Les principaux arguments évoqués par les populations sont l'absence ou la rareté de zones habitables. Les populations estiment qu'elles se trouvent dans une situation de précarité de leurs habitats. Les citations d'un texte de focus groupe sont à ce propos illustratives « On est là depuis le conflit sénégalo-mauritanien ; quand on venait ici il y'avait beaucoup de gens, mais l'Etat les a déguerpis suite aux inondations que cette zone a connues depuis quelques années. Il y avait beaucoup de familles qui ont perdu leurs biens à cause de ces inondations ; nous, nous avons refusé de quitter nos baraques. Actuellement, l'Etat a décidé d'affecter cette zone comme décharge d'ordures ». Les dégâts causés par ces inondations sont : la destruction des biens des habitants et de leurs activités, le coût des secours et des réparations, des accidents et dans certains cas des morts.

Le bâti industriel et touristique est composé d'installations vastes situées en général directement sur les cordons littoraux. Ces derniers constituent la seule protection de la zone basse de sebkha contre les inondations.

La construction du Wharf n'a eu qu'un impact mineur sur la morphologie du trait de côte. Par contre, la construction du port de l'amitié, édifié entre 1979 et 1986, a entraîné une modification rapide du trait de côte.
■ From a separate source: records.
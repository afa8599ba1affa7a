use axum::{http::StatusCode, routing::get, Router};
use chrono::Duration as ChronoDuration;
use philly_news_backend::{
    controllers::{news::NewsController, sources::SourcesController},
    domain::{news::NewsService, source::Source, source::SourceRepository},
    infrastructure::{
        config::{Config, Environment, LogFormat},
        http::create_router,
        repositories::{FileSourceRepository, HttpFeedRepository},
    },
};
use std::sync::Arc;
use std::time::Duration;
use test_context::AsyncTestContext;
use tokio::net::TcpListener;

pub mod assertions;
pub mod fixtures;

use api_client::TestClient;
use fixtures::{atom_feed, healthy_items, many_items, rss_feed, FixtureItem};

/// Per-source deadline used by every test app
pub const TEST_FEED_TIMEOUT_MS: u64 = 500;

pub struct TestContext {
    pub config: Config,
    pub feed_server_url: String,
}

impl AsyncTestContext for TestContext {
    fn setup() -> impl std::future::Future<Output = Self> + Send {
        async {
            let config = Config {
                host: "127.0.0.1".to_string(),
                port: 0, // Will be assigned by the OS
                environment: Environment::Development,
                log_format: LogFormat::Pretty,
                feed_timeout_ms: TEST_FEED_TIMEOUT_MS,
                retention_days: 7,
                default_items_per_page: 12,
                max_items_per_page: 100,
                feed_cache_ttl_secs: 0, // Disable cache in tests to avoid test pollution
                feed_user_agent: "philly-news-e2e".to_string(),
                sources_file: None,
            };

            let feed_server_url = serve(fake_feed_server()).await;

            Self {
                config,
                feed_server_url,
            }
        }
    }

    fn teardown(self) -> impl std::future::Future<Output = ()> + Send {
        async {
            // Servers are dropped with the runtime
        }
    }
}

impl TestContext {
    /// A source pointing at a path on the fake feed server
    pub fn source(&self, name: &str, path: &str, category: &str) -> Source {
        Source {
            name: name.to_string(),
            url: format!("{}{}", self.feed_server_url, path),
            icon: Some(format!("{}/favicon.ico", self.feed_server_url)),
            category: category.to_string(),
        }
    }

    /// Start the real application wired to the given sources
    pub async fn spawn_app(&self, sources: Vec<Source>) -> TestClient {
        let json = serde_json::to_string(&sources).expect("Failed to serialize sources");
        let source_repo: Arc<dyn SourceRepository> =
            Arc::new(FileSourceRepository::from_json(&json).expect("Invalid test sources"));

        let feed_repo = Arc::new(HttpFeedRepository::new(
            self.config.feed_user_agent.clone(),
            self.config.feed_cache_ttl(),
        ));
        let news_service = Arc::new(NewsService::new(
            source_repo.clone(),
            feed_repo,
            self.config.feed_timeout(),
            self.config.retention_days,
        ));
        let news_controller = Arc::new(NewsController::new(
            news_service,
            self.config.default_items_per_page,
            self.config.max_items_per_page,
        ));
        let sources_controller = Arc::new(SourcesController::new(source_repo.clone()));

        let app = create_router(source_repo, news_controller, sources_controller);
        let base_url = serve(app).await;

        TestClient::new(&base_url)
    }
}

async fn serve(app: Router) -> String {
    let listener = TcpListener::bind("127.0.0.1:0")
        .await
        .expect("Failed to bind listener");
    let addr = listener.local_addr().expect("Failed to get local addr");

    tokio::spawn(async move {
        axum::serve(listener, app).await.unwrap();
    });

    format!("http://{}", addr)
}

fn xml(body: String) -> ([(&'static str, &'static str); 1], String) {
    ([("content-type", "application/rss+xml; charset=utf-8")], body)
}

/// Canned feeds covering the healthy and failing cases
fn fake_feed_server() -> Router {
    Router::new()
        .route("/healthy.xml", get(|| async { xml(rss_feed(&healthy_items())) }))
        .route("/many.xml", get(|| async { xml(rss_feed(&many_items())) }))
        .route(
            "/atom.xml",
            get(|| async {
                xml(atom_feed(&[FixtureItem::new("Atom story", ChronoDuration::minutes(90))]))
            }),
        )
        .route(
            "/thumbnail.xml",
            get(|| async {
                xml(rss_feed(&[FixtureItem::new("Thumbnail only", ChronoDuration::hours(1))
                    .with_extra(r#"<media:thumbnail url="https://img.example.com/thumb.jpg" width="144" height="81"/>"#)]))
            }),
        )
        .route(
            "/mixed-age.xml",
            get(|| async {
                xml(rss_feed(&[
                    FixtureItem::new("Fresh story", ChronoDuration::days(1)),
                    FixtureItem::new("Stale story", ChronoDuration::days(8)),
                ]))
            }),
        )
        .route(
            "/messy.xml",
            get(|| async {
                xml(rss_feed(&[FixtureItem::new("Messy story", ChronoDuration::hours(1))
                    .with_extra(
                        "<description><![CDATA[<p>Rock & roll \u{1} at <b>the Spectrum</b></p>]]></description>\
                         <!-- tracking comment -->\
                         <dc:creator>Pat Writer</dc:creator>",
                    )]))
            }),
        )
        .route(
            "/slow.xml",
            get(|| async {
                tokio::time::sleep(Duration::from_millis(TEST_FEED_TIMEOUT_MS * 6)).await;
                xml(rss_feed(&healthy_items()))
            }),
        )
        .route(
            "/error.xml",
            get(|| async { (StatusCode::INTERNAL_SERVER_ERROR, "upstream exploded") }),
        )
        .route(
            "/broken.xml",
            get(|| async { xml("<rss><channel><item><title>Broken</item></channel>".to_string()) }),
        )
}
Les simulations numériques réalisées dans le cadre de l'étude de l'environnement aux abords
de Nouakchott en 2004 confirment que les infrastructures portuaires bloquent annuellement
près d'un million de m3 de matériaux sableux. Ainsi que les cordons du littoral ont disparu

complètement sur près de 5 kilomètres. Sur ces 5 kilomètres, seule la digue de retenue longue de 1500 mètres, constitue un rempart contre les incursions marines.

Selon Richard A. (2005), la progression du trait de côte est d'environ 35 m/an ; le contournement du port par l'Atlantique devrait intervenir entre 2010 et 2015. D'autres études commanditées par le Gouvernement indiquent qu'en cas de rupture du cordon dunaire 79 % de la superficie globale de Nouakchott sera inondable à l'horizon 2020 et c'est toute la ville qui le sera d'ici à 2050.